The sun was shining over the Gosha Village, warm rays spilling across the rooftops and fields. Birds chirped. Wind brushed through the trees.

And in the middle of all that peace stood Leo, facing down a tree like it had personally insulted him.

He tilted his head, eyes narrowing. "Alright, you overgrown piece of firewood… round two."

He took a slow breath. The familiar hum started under his skin — black and red veins crawling up his arm like living code. The flesh shifted, hardened, and then shhk—! the arm blade formed, gleaming wickedly in the morning light.

Leo swung.

A sharp crack split the air. The tree shook violently, the cut biting deep— but stopping halfway. Bark splintered. Sap dripped. The tree creaked but refused to fall.

Leo stared at it for a moment. Then sighed.

"…Man. In the games, this would've been a clean one-hit animation."

He poked the half-cut trunk with his finger, frowning at the resistance. "Guess reality comes with a nerf patch."

Shaking his head, he flexed his arm, the veins retreating as the weapon dissolved back into normal skin.

'Control's there, but the output's weak. Either I'm under-leveled, or this world's physics hates fun.'

He stretched, glancing up toward the sky. "Back to grinding, I guess."

"What are you doing, Cousin?"

Leo froze mid-motion.

He turned his head slowly, spotting a small figure standing a few meters away — short black hair, turquoise eyes gleaming with curiosity, and that familiar Fuuma battle suit that looked way too serious on a five-year-old.

'Crap.'

Without missing a beat, Leo bent down and grabbed the knife from the dirt — the totally normal, definitely not alien-virus-related knife — and straightened up with the most casual smile he could manage.

[Insert image of Fuuma Tokiko]

"Oh hey, Tokiko. Just, uh… training," he said, twirling the knife lazily. "You know, sharpening my skills.
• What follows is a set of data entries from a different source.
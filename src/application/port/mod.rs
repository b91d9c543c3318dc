// SPDX-License-Identifier: MPL-2.0
//! Port definitions (traits) for dependency inversion.
//!
//! This module defines abstract interfaces that infrastructure adapters implement.
//! These traits use only domain types, ensuring the application layer remains
//! independent of concrete implementations.
//!
//! # Available Ports
//!
//! - [`transport`]: Clip loading and playback control

pub mod transport;

pub use transport::{MediaEvent, MediaTransport, TransportFactory};
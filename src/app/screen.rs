// SPDX-License-Identifier: MPL-2.0
//! Screen enumeration for application navigation.

/// Screens reachable from the header.
#[derive(Debug, Clone, Copy, PartialEq, Eq, Default)]
pub enum Screen {
    #[default]
    Overview,
    Leaderboard,
    Quiz,
}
Ninja stuff."

She tilted her head, eyes darting from the half-cut tree to the knife, then back at him.

"…With a kitchen knife?"

Leo blinked. "…It builds character."

Tokiko crossed her arms, unconvinced. "Mom says you're supposed to use a training sword."

He smiled, scratching the back of his neck. "Yeah, well… the sword's in the shop."

She blinked again. "We don't have a shop."

'God, kids in this world don't miss a thing,' he thought, keeping his grin up.

He crouched to her level, resting the knife on his knee. "Alright, you got me. I was testing a new… cutting technique."

Tokiko's eyes lit up instantly. "Can you teach me?"

Leo looked at the half-cut tree, then back at her excited face.

'Yeah, no way I'm explaining viral biomass manipulation to a five-year-old.'

"Tell you what," he said, giving her a grin, "once you're older and can actually lift something heavier than a kunai, I'll show you the super-secret Fuuma art of… dramatic chopping."

She gasped. "Really?"

"Promise." He raised his pinky.

She grinned, looping hers around his. "You better not forget!"

As she skipped off toward the village, Leo sighed in relief, looking at the tree again.

"Crisis averted," he muttered. Then, under his breath, "Man, being an older cousin is scarier than any virus."

Later that day, in the Fuuma household, the warm aroma of dinner filled the air.

Leo sat across from his parents at the low dining table, trying to look as normal and innocent as possible.

Across the room, Tokiko was chatting excitedly with her parents — Leo's uncle and aunt — her voice carrying a little too clearly for his liking.

"And then Leo was chopping trees with a knife!" she said proudly. "He said it was the super-secret Fuuma art of dramatic chopping!"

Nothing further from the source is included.